McGowan, clearly drunk and almost incomprehensible through most of the interviews (subtitles may be in order), is evasive on the matter, claiming bizarrely that the band wanted to stop playing Irish music. Philip Chevron, representing the rest of the band, asserts that McGowan, in his roundabout way, had made it clear that he wanted to spend less time touring and more time at home, while road manager Joey Cashman comes right out and says “They fired him — I was there at the meeting.” Either way, the split was final (though Spider Stacey later makes an appearance onstage with McGowan’s new band, the Popes) and devastating to both parties, leaving both the Pogues and McGowan as spent forces, condemned to rehashing their former glories with varying degrees of success. The Pogues remained a popular draw on the concert circuit, replacing McGowan with the great Joe Strummer, but their albums sales declined and none of their subsequent songs can be said to compare with the McGowan era.
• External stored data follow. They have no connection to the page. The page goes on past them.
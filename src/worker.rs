//! Per-chunk worker: one ranged GET followed by one positional write.
use std::fs::File;
use std::io;
use std::sync::Arc;

use bytes::Bytes;
use reqwest::StatusCode;
use reqwest::header::RANGE;

use crate::error::{ChunkError, FetchError, WriteError};
use crate::observer::ProgressObserver;
use crate::range::ByteRange;
use crate::writer;

/// Fetches the bytes for `range` with a single ranged GET.
///
/// The server must answer 206 Partial Content and the body must be exactly
/// as long as the range; anything else is a [`FetchError`]. The body is
/// returned verbatim, with no retry and no decompression.
pub async fn fetch_range(
    client: &reqwest::Client,
    url: &str,
    range: ByteRange,
) -> Result<Bytes, FetchError> {
    let response = client
        .get(url)
        .header(RANGE, range.to_header_value())
        .send()
        .await?;

    let status = response.status();
    if status != StatusCode::PARTIAL_CONTENT {
        return Err(FetchError::NotPartialContent { range, status });
    }

    let body = response.bytes().await?;
    if body.len() as u64 != range.len() {
        return Err(FetchError::LengthMismatch {
            range,
            expected: range.len(),
            got: body.len() as u64,
        });
    }

    Ok(body)
}

/// Downloads one chunk and writes it at its absolute offset in the shared
/// output file.
///
/// A failure here is scoped to this chunk: the caller records it, and
/// sibling chunks keep running either way.
pub async fn download_chunk(
    client: reqwest::Client,
    url: String,
    range: ByteRange,
    file: Arc<File>,
    observer: Arc<dyn ProgressObserver>,
) -> Result<(), ChunkError> {
    let body = fetch_range(&client, &url, range).await?;
    observer.inc(body.len() as u64);

    tokio::task::spawn_blocking(move || writer::write_full_at(file.as_ref(), &body, range.start))
        .await
        .map_err(|e| WriteError::Io(io::Error::other(e)))??;

    observer.finish();
    Ok(())
}
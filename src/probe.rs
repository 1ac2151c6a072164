//! Range-capability probe: one HEAD request that discovers whether the
//! server honours byte ranges and how large the resource is.
use reqwest::StatusCode;
use reqwest::header::{CONTENT_RANGE, RANGE};

use crate::error::ProbeError;

/// What the server declared about the resource, parsed from its
/// `Content-Range` reply. Produced once per run and never mutated.
#[derive(Debug, Clone, PartialEq, Eq)]
pub struct ResourceDescriptor {
    /// Range unit the server accepted; always `bytes` for a valid descriptor.
    pub unit: String,
    /// Authoritative total size of the resource in bytes.
    pub total: u64,
}

/// Parses a `Content-Range` header of the form `<unit> <start>-<end>/<total>`,
/// e.g. `"bytes 0-2341451775/2341451776"`.
///
/// Returns the unit plus the three numeric fields. Only `total` feeds the
/// partitioner; `start`/`end` describe the probe response itself.
pub fn parse_content_range(raw: &str) -> Result<(String, u64, u64, u64), ProbeError> {
    let malformed = || ProbeError::MalformedContentRange(raw.to_string());

    let (unit, rest) = raw.split_once(' ').ok_or_else(malformed)?;
    let (pair, total) = rest.split_once('/').ok_or_else(malformed)?;
    let (start, end) = pair.split_once('-').ok_or_else(malformed)?;

    let start = start.parse::<u64>().map_err(|_| malformed())?;
    let end = end.parse::<u64>().map_err(|_| malformed())?;
    let total = total.parse::<u64>().map_err(|_| malformed())?;

    Ok((unit.to_string(), start, end, total))
}

/// Builds a valid descriptor from a raw `Content-Range` value, rejecting
/// non-byte units and zero-byte resources.
pub fn descriptor_from_header(raw: &str) -> Result<ResourceDescriptor, ProbeError> {
    let (unit, _start, _end, total) = parse_content_range(raw)?;
    if unit != "bytes" {
        return Err(ProbeError::UnsupportedUnit(unit));
    }
    if total == 0 {
        return Err(ProbeError::EmptyResource);
    }
    Ok(ResourceDescriptor { unit, total })
}

/// Issues the capability probe: a HEAD request with `Range: bytes=0-`.
///
/// The server must answer 206 Partial Content; anything else means it
/// rejects or ignores byte-range semantics for this resource, and there is
/// no fallback to a single-stream download.
///
/// # Errors
///
/// Returns a [`ProbeError`] if the request fails, the status is not 206,
/// or the `Content-Range` header is missing or malformed.
pub async fn probe(
    client: &reqwest::Client,
    url: &str,
) -> Result<ResourceDescriptor, ProbeError> {
    let response = client.head(url).header(RANGE, "bytes=0-").send().await?;

    if response.status() != StatusCode::PARTIAL_CONTENT {
        return Err(ProbeError::NotPartialContent(response.status()));
    }

    let value = response
        .headers()
        .get(CONTENT_RANGE)
        .ok_or(ProbeError::MissingContentRange)?;
    let raw = value.to_str().map_err(|_| {
        ProbeError::MalformedContentRange(String::from_utf8_lossy(value.as_bytes()).into_owned())
    })?;

    descriptor_from_header(raw)
}
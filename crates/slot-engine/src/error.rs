//! Error types for slot-engine operations.

use chrono::{NaiveDate, NaiveTime};
use thiserror::Error;

#[derive(Error, Debug)]
pub enum SlotError {
    #[error("Invalid month: {0} (expected 1-12)")]
    InvalidMonth(u32),

    #[error("Invalid year: {0} (expected a 4-digit year)")]
    InvalidYear(i32),

    #[error("Invalid date: '{0}' (expected YYYY-MM-DD)")]
    InvalidDate(String),

    #[error("Invalid datetime: '{0}' (expected YYYY-MM-DDTHH:MM[:SS])")]
    InvalidDatetime(String),

    #[error("Invalid time: '{0}' (expected HH:MM)")]
    InvalidTime(String),

    #[error("Invalid day of week: {0} (expected 0-6, Sunday = 0)")]
    InvalidDayOfWeek(u8),

    #[error("Invalid window: start {start} is not before end {end}")]
    InvalidWindow { start: NaiveTime, end: NaiveTime },

    #[error("Date {0} is in the past")]
    PastDate(NaiveDate),

    #[error("Invalid availability table: {0}")]
    Table(#[from] serde_json::Error),
}

pub type Result<T> = std::result::Result<T, SlotError>;
//! Recurring weekly availability windows and wall-clock parsing helpers.
//!
//! A window says "provider P accepts bookings every <weekday> between
//! <start> and <end>". Windows are plain configuration data: they are
//! validated once on construction (or deserialization) and never mutated by
//! the engine.

use chrono::{Datelike, NaiveDate, NaiveDateTime, NaiveTime, Timelike};
use serde::{Deserialize, Serialize, Serializer};

use crate::error::{Result, SlotError};

/// A recurring weekly rule for one provider.
///
/// `day_of_week` uses 0 = Sunday .. 6 = Saturday. Serialized field names
/// follow the booking API's record shape (`specialist_id`, `start_time`, ...).
#[derive(Debug, Clone, PartialEq, Eq, Serialize, Deserialize)]
#[serde(try_from = "WindowRecord")]
pub struct AvailabilityWindow {
    /// Opaque record identifier, carried through for callers.
    #[serde(skip_serializing_if = "Option::is_none")]
    pub id: Option<String>,
    #[serde(rename = "specialist_id")]
    pub provider_id: String,
    pub day_of_week: u8,
    #[serde(serialize_with = "serialize_hhmm")]
    pub start_time: NaiveTime,
    #[serde(serialize_with = "serialize_hhmm")]
    pub end_time: NaiveTime,
    pub is_active: bool,
}

impl AvailabilityWindow {
    /// Build an active window from `HH:MM` strings.
    ///
    /// # Errors
    /// - [`SlotError::InvalidDayOfWeek`] if `day_of_week > 6`
    /// - [`SlotError::InvalidTime`] if either time does not parse
    /// - [`SlotError::InvalidWindow`] if `start >= end`
    pub fn new(
        provider_id: impl Into<String>,
        day_of_week: u8,
        start_time: &str,
        end_time: &str,
    ) -> Result<Self> {
        Self::from_times(
            provider_id,
            day_of_week,
            parse_time(start_time)?,
            parse_time(end_time)?,
        )
    }

    /// Build an active window from already-parsed times.
    ///
    /// Times must fall on a whole minute, since every rendering of a window
    /// or slot is `HH:MM`.
    pub fn from_times(
        provider_id: impl Into<String>,
        day_of_week: u8,
        start_time: NaiveTime,
        end_time: NaiveTime,
    ) -> Result<Self> {
        if day_of_week > 6 {
            return Err(SlotError::InvalidDayOfWeek(day_of_week));
        }
        for t in [start_time, end_time] {
            if !is_whole_minute(t) {
                return Err(SlotError::InvalidTime(t.to_string()));
            }
        }
        if start_time >= end_time {
            return Err(SlotError::InvalidWindow {
                start: start_time,
                end: end_time,
            });
        }
        Ok(Self {
            id: None,
            provider_id: provider_id.into(),
            day_of_week,
            start_time,
            end_time,
            is_active: true,
        })
    }

    pub fn with_id(mut self, id: impl Into<String>) -> Self {
        self.id = Some(id.into());
        self
    }

    /// Mark the window as disabled. Inactive windows are ignored everywhere.
    pub fn inactive(mut self) -> Self {
        self.is_active = false;
        self
    }

    pub fn duration_minutes(&self) -> i64 {
        (self.end_time - self.start_time).num_minutes()
    }
}

/// Wire shape of a window record, validated into [`AvailabilityWindow`].
///
/// Unknown fields (`created_at`, `updated_at`, ...) are ignored.
#[derive(Deserialize)]
struct WindowRecord {
    #[serde(default)]
    id: Option<String>,
    #[serde(alias = "provider_id")]
    specialist_id: String,
    day_of_week: u8,
    start_time: String,
    end_time: String,
    #[serde(default = "default_active")]
    is_active: bool,
}

fn default_active() -> bool {
    true
}

impl TryFrom<WindowRecord> for AvailabilityWindow {
    type Error = SlotError;

    fn try_from(record: WindowRecord) -> Result<Self> {
        let mut window = AvailabilityWindow::new(
            record.specialist_id,
            record.day_of_week,
            &record.start_time,
            &record.end_time,
        )?;
        window.id = record.id;
        window.is_active = record.is_active;
        Ok(window)
    }
}

// ── Wall-clock helpers ──────────────────────────────────────────────────────

/// Parse a 24h wall-clock time. Accepts `HH:MM`, and `HH:MM:SS` with zero
/// seconds (what SQL `time` columns round-trip as).
pub fn parse_time(s: &str) -> Result<NaiveTime> {
    let s = s.trim();
    NaiveTime::parse_from_str(s, "%H:%M")
        .or_else(|_| NaiveTime::parse_from_str(s, "%H:%M:%S"))
        .ok()
        .filter(|t| is_whole_minute(*t))
        .ok_or_else(|| SlotError::InvalidTime(s.to_string()))
}

fn is_whole_minute(t: NaiveTime) -> bool {
    t.second() == 0 && t.nanosecond() == 0
}

/// Format a time as `HH:MM`.
pub fn format_time(t: NaiveTime) -> String {
    t.format("%H:%M").to_string()
}

/// Parse a `YYYY-MM-DD` calendar date.
pub fn parse_date(s: &str) -> Result<NaiveDate> {
    NaiveDate::parse_from_str(s.trim(), "%Y-%m-%d")
        .map_err(|_| SlotError::InvalidDate(s.to_string()))
}

/// Format a date as `YYYY-MM-DD`.
pub fn format_date(d: NaiveDate) -> String {
    d.format("%Y-%m-%d").to_string()
}

/// Parse a local ISO-8601 datetime without offset.
///
/// Accepts `YYYY-MM-DDTHH:MM:SS`, `YYYY-MM-DDTHH:MM` and the space-separated
/// variants.
pub fn parse_datetime(s: &str) -> Result<NaiveDateTime> {
    let s = s.trim();
    ["%Y-%m-%dT%H:%M:%S", "%Y-%m-%dT%H:%M", "%Y-%m-%d %H:%M:%S", "%Y-%m-%d %H:%M"]
        .iter()
        .find_map(|fmt| NaiveDateTime::parse_from_str(s, fmt).ok())
        .ok_or_else(|| SlotError::InvalidDatetime(s.to_string()))
}

/// Day-of-week index with Sunday = 0.
pub fn weekday_index(date: NaiveDate) -> u8 {
    date.weekday().num_days_from_sunday() as u8
}

pub(crate) fn serialize_hhmm<S: Serializer>(
    t: &NaiveTime,
    serializer: S,
) -> std::result::Result<S::Ok, S::Error> {
    serializer.serialize_str(&format_time(*t))
}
Shane McGowan’s wilderness years were spent drinking and drugging it, occasionally dueting with artists such as Nick Cave (“Wonderful World”) and Sinead O’Connor, who notoriously shopped him for heroin possession in an apparent attempt to intervene with the man’s self-destruction. Even his long-time girlfriend Victoria Clarke, “the girl with green eyes,” had begun to tire of his head-long descent into oblivion, but if the film is to be believed, she held on and helped pull him out of it, at least to some extent. So when we see them walking through the fields around the family house in Tipperary, holding hands, McGowan drinking whiskey straight out of the bottle held in his other hand, she laughs it off, saying, in effect, that he’s really good at drinking and that most of his songs are about booze anyway. To be sure, he is a barstool prophet par excellence, but this is hardly a happy ending — the bright and ambitious youth has given way to a shadow of a man, who resembles no-one more than Ozzy Osbourne, another survivor of substance abuse whose addled thoughts are now aired for the world to hear, his mind and body crippled from years of dissipated living.
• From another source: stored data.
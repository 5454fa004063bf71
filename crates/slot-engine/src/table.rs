//! The read-only provider-availability table.
//!
//! Windows are stored in insertion order. That order is observable: the slot
//! generator emits windows in the order they appear here.

use std::collections::{BTreeSet, HashSet};

use serde::{Deserialize, Serialize};

use crate::error::Result;
use crate::window::AvailabilityWindow;

#[derive(Debug, Clone, Default, PartialEq, Serialize, Deserialize)]
#[serde(transparent)]
pub struct AvailabilityTable {
    windows: Vec<AvailabilityWindow>,
}

impl AvailabilityTable {
    pub fn new(windows: Vec<AvailabilityWindow>) -> Self {
        Self { windows }
    }

    /// Load a table from a JSON array of window records.
    ///
    /// # Errors
    /// Returns [`crate::SlotError::Table`] if the JSON is malformed or any
    /// record fails window validation.
    pub fn from_json(json: &str) -> Result<Self> {
        let windows: Vec<AvailabilityWindow> = serde_json::from_str(json)?;
        Ok(Self { windows })
    }

    pub fn windows(&self) -> &[AvailabilityWindow] {
        &self.windows
    }

    pub fn len(&self) -> usize {
        self.windows.len()
    }

    pub fn is_empty(&self) -> bool {
        self.windows.is_empty()
    }

    /// All windows of a provider, active or not, in table order.
    pub fn windows_for<'a>(
        &'a self,
        provider_id: &'a str,
    ) -> impl Iterator<Item = &'a AvailabilityWindow> + 'a {
        self.windows
            .iter()
            .filter(move |w| w.provider_id == provider_id)
    }

    /// Active windows of a provider on the given weekday (0 = Sunday), in
    /// table order.
    pub fn active_windows_on(&self, provider_id: &str, day_of_week: u8) -> Vec<&AvailabilityWindow> {
        self.windows
            .iter()
            .filter(|w| w.provider_id == provider_id && w.is_active && w.day_of_week == day_of_week)
            .collect()
    }

    /// Weekdays on which the provider has at least one active window.
    pub fn active_weekdays(&self, provider_id: &str) -> BTreeSet<u8> {
        self.windows_for(provider_id)
            .filter(|w| w.is_active)
            .map(|w| w.day_of_week)
            .collect()
    }

    /// Distinct provider ids in first-seen order.
    pub fn providers(&self) -> Vec<&str> {
        let mut seen = HashSet::new();
        self.windows
            .iter()
            .map(|w| w.provider_id.as_str())
            .filter(|id| seen.insert(*id))
            .collect()
    }
}

impl FromIterator<AvailabilityWindow> for AvailabilityTable {
    fn from_iter<I: IntoIterator<Item = AvailabilityWindow>>(iter: I) -> Self {
        Self::new(iter.into_iter().collect())
    }
}
//! WASM bindings for slot-engine.
//!
//! Exposes bookable-date resolution and slot generation to the booking web
//! client via `wasm-bindgen`. All complex types cross the boundary as JSON
//! strings. The caller always passes "now" as a local datetime string, so
//! nothing here reads the host clock.
//!
//! ## Build process
//!
//! ```sh
//! cargo build -p slot-engine-wasm --target wasm32-unknown-unknown --release
//! wasm-bindgen --target web --out-dir packages/slot-engine-js/wasm/ \
//!   target/wasm32-unknown-unknown/release/slot_engine_wasm.wasm
//! ```

use chrono::NaiveDateTime;
use slot_engine::window::{format_date, parse_datetime};
use slot_engine::{AvailabilityTable, SlotOptions};
use wasm_bindgen::prelude::*;

// ---------------------------------------------------------------------------
// Helpers
// ---------------------------------------------------------------------------

fn js_err(e: impl std::fmt::Display) -> JsValue {
    JsValue::from_str(&e.to_string())
}

fn parse_table(json: &str) -> Result<AvailabilityTable, JsValue> {
    AvailabilityTable::from_json(json).map_err(js_err)
}

fn parse_now(now: &str) -> Result<NaiveDateTime, JsValue> {
    parse_datetime(now).map_err(js_err)
}

/// Parse optional `{fallback, overlap, past_dates}` options. Missing keys
/// take their defaults.
fn parse_options(json: Option<String>) -> Result<SlotOptions, JsValue> {
    match json.as_deref() {
        None | Some("") => Ok(SlotOptions::default()),
        Some(s) => serde_json::from_str(s)
            .map_err(|e| JsValue::from_str(&format!("Invalid options JSON: {}", e))),
    }
}

// ---------------------------------------------------------------------------
// WASM exports
// ---------------------------------------------------------------------------

/// Bookable dates of a month for one provider.
///
/// Returns a JSON array of `YYYY-MM-DD` strings, ascending.
///
/// # Arguments
/// - `table_json` -- JSON array of availability records
///   (`specialist_id`, `day_of_week`, `start_time`, `end_time`, `is_active`)
/// - `provider_id` -- provider key
/// - `year`, `month` -- target month (1-based)
/// - `now` -- local datetime, e.g. `"2026-10-19T09:30"`
#[wasm_bindgen(js_name = "getAvailableDates")]
pub fn get_available_dates(
    table_json: &str,
    provider_id: &str,
    year: i32,
    month: u32,
    now: &str,
) -> Result<String, JsValue> {
    let table = parse_table(table_json)?;
    let today = parse_now(now)?.date();

    let dates = slot_engine::resolve_available_dates(&table, provider_id, year, month, today)
        .map_err(js_err)?;
    let rendered: Vec<String> = dates.into_iter().map(format_date).collect();

    serde_json::to_string(&rendered)
        .map_err(|e| JsValue::from_str(&format!("Serialization error: {}", e)))
}

/// Bookable 30-minute slots of one date.
///
/// Returns a JSON array of `{id, specialist_id, date, start_time, end_time,
/// is_available}` objects.
///
/// `options_json` optionally overrides the scheduling policies, e.g.
/// `{"fallback": "none", "overlap": "merge", "past_dates": "reject"}`.
#[wasm_bindgen(js_name = "getAvailableTimeSlots")]
pub fn get_available_time_slots(
    table_json: &str,
    provider_id: &str,
    date: &str,
    now: &str,
    options_json: Option<String>,
) -> Result<String, JsValue> {
    let table = parse_table(table_json)?;
    let now = parse_now(now)?;
    let options = parse_options(options_json)?;

    let slots = slot_engine::generate_slots_for_date_str(&table, provider_id, date, now, &options)
        .map_err(js_err)?;

    serde_json::to_string(&slots)
        .map_err(|e| JsValue::from_str(&format!("Serialization error: {}", e)))
}
//! # slot-engine
//!
//! Specialist availability and booking-slot computation.
//!
//! Providers publish recurring weekly availability windows ("Mondays
//! 10:00–12:00"). This crate turns those windows into the two things a booking
//! screen needs: the bookable dates of a month, and the 30-minute slots of a
//! chosen date. Both computations are pure; the current time is always passed
//! in (directly or through a [`Clock`]).
//!
//! ## Modules
//!
//! - [`window`] — `AvailabilityWindow` plus `HH:MM` / `YYYY-MM-DD` parsing
//! - [`table`] — read-only provider-availability table
//! - [`dates`] — Availability Resolver (month → bookable dates)
//! - [`slots`] — Slot Generator (date → 30-minute slots)
//! - [`policy`] — fallback / overlap / past-date policies
//! - [`clock`] — injectable "now"
//! - [`scheduler`] — facade over table + clock + options
//! - [`error`] — Error types

pub mod clock;
pub mod dates;
pub mod error;
pub mod policy;
pub mod scheduler;
pub mod slots;
pub mod table;
pub mod window;

pub use clock::{Clock, FixedClock, SystemClock};
pub use dates::{days_in_month, resolve_available_dates};
pub use error::SlotError;
pub use policy::{FallbackPolicy, OverlapPolicy, PastDatePolicy, SlotOptions};
pub use scheduler::Scheduler;
pub use slots::{generate_slots_for_date, generate_slots_for_date_str, TimeSlot, SLOT_MINUTES};
pub use table::AvailabilityTable;
pub use window::AvailabilityWindow;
The Shane McGowan that emerges from this portrait is as paradoxical as his music; hiding behind a mask of simplicity lies a complex man who wrestles every day with his own private demons. He is a man who threw it all away: “I never gave a damn about the beauty that I smashed,” he once sang — neither the music, his lovers nor his own mind, it seems. As his father says in the film, “We always knew he had a brilliant mind, and he still does, a few billion brain cells later.”